Quick mango chutney

Yield: 1 Servings

Measure Ingredient
1 pounds Unripe mangoes
⅓ cup Light brown sugar
¼ teaspoon Ground fennel
½ teaspoon Ground cumin
¼ teaspoon Red pepper flakes
½ teaspoon Salt
⅔ cup Water
¼ cup Raisins
2 teaspoons Cornstarch dissolved in
2 tablespoons Water
2 teaspoons Vegetable oil
½ teaspoon Yellow mustard seed,
\N \N Crushed

Peel mangoes & cut in half. Remove pit & discard. Cut flesh into ¼" thick slices. Combine mango, sugar, fennel, cumin, pepper flakes, salt, water & raisins in a saucepan & bring to a boil. Cook over med heat, partly covered, for 6 minutes or until mango is soft & translucent. Stir in cornstarch & continue cooking until chutney thickens. Turn off heat. Heat the oil in a small skillet until hot.

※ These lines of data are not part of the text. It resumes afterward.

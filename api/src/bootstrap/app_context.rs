use std::sync::Arc;

use crate::application::ports::task_repository::TaskRepository;
use crate::application::ports::user_repository::UserRepository;
use crate::bootstrap::config::Config;
use crate::infrastructure::db::DbPool;
use crate::infrastructure::db::repositories::task_repository_sqlx::SqlxTaskRepository;
use crate::infrastructure::db::repositories::user_repository_sqlx::SqlxUserRepository;

#[derive(Clone)]
pub struct AppContext {
    pub cfg: Config,
    services: Arc<AppServices>,
}

#[derive(Clone)]
pub struct AppServices {
    task_repo: Arc<dyn TaskRepository>,
    user_repo: Arc<dyn UserRepository>,
}

impl AppServices {
    pub fn new(task_repo: Arc<dyn TaskRepository>, user_repo: Arc<dyn UserRepository>) -> Self {
        Self {
            task_repo,
            user_repo,
        }
    }

    pub fn sqlx(pool: DbPool) -> Self {
        Self::new(
            Arc::new(SqlxTaskRepository::new(pool.clone())),
            Arc::new(SqlxUserRepository::new(pool)),
        )
    }
}

impl AppContext {
    pub fn new(cfg: Config, services: AppServices) -> Self {
        Self {
            cfg,
            services: Arc::new(services),
        }
    }

    pub fn task_repo(&self) -> Arc<dyn TaskRepository> {
        self.services.task_repo.clone()
    }

    pub fn user_repo(&self) -> Arc<dyn UserRepository> {
        self.services.user_repo.clone()
    }
}
use chrono::{SecondsFormat, Utc};

use crate::application::errors::{ServiceError, ServiceResult};
use crate::application::ports::task_repository::TaskRepository;
use crate::domain::tasks::task::{Task, TaskFields};

pub struct CreateTask<'a, R: TaskRepository + ?Sized> {
    pub repo: &'a R,
}

#[derive(Debug, Clone, Default)]
pub struct CreateTaskRequest {
    pub task: Option<String>,
    pub measure: Option<String>,
    pub target: Option<i64>,
    pub unit: Option<String>,
    pub assigned_to: Option<String>,
    pub assigned_by: Option<String>,
    pub status: Option<String>,
}

impl CreateTaskRequest {
    /// Names of required text fields that are absent or blank, in wire spelling.
    pub fn missing_fields(&self) -> Vec<&'static str> {
        [
            ("task", &self.task),
            ("measure", &self.measure),
            ("unit", &self.unit),
            ("assignedTo", &self.assigned_to),
            ("assignedBy", &self.assigned_by),
            ("status", &self.status),
        ]
        .into_iter()
        .filter(|(_, v)| v.as_deref().map(str::trim).unwrap_or("").is_empty())
        .map(|(name, _)| name)
        .collect()
    }
}

pub fn now_iso8601() -> String {
    Utc::now().to_rfc3339_opts(SecondsFormat::Millis, true)
}

impl<'a, R: TaskRepository + ?Sized> CreateTask<'a, R> {
    pub async fn execute(&self, req: CreateTaskRequest) -> ServiceResult<Task> {
        let missing = req.missing_fields();
        if !missing.is_empty() {
            return Err(ServiceError::Validation(format!(
                "Missing required fields: {}",
                missing.join(", ")
            )));
        }
        let fields = TaskFields {
            task: req.task,
            measure: req.measure,
            target: req.target,
            unit: req.unit,
            assigned_to: req.assigned_to,
            status: req.status,
            assigned_by: req.assigned_by,
            assigned_time: Some(now_iso8601()),
        };
        let id = self
            .repo
            .insert(&fields)
            .await
            .map_err(ServiceError::Storage)?;
        tracing::info!(task_id = id, "task_created");
        Ok(Task { id, fields })
    }
}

Add mustard seeds. Let spice sizzle for 10 seconds then immediately pour the entire contents of the pan over the chutney. Mix well & serve warm, at room temperature, or chilled. Keeps for a day at room temperature & 4 weeks refrigerated.

Note: This chutney can be made with ripe mangoes; just add a tablespoon of lemon juice to cut the sweetness.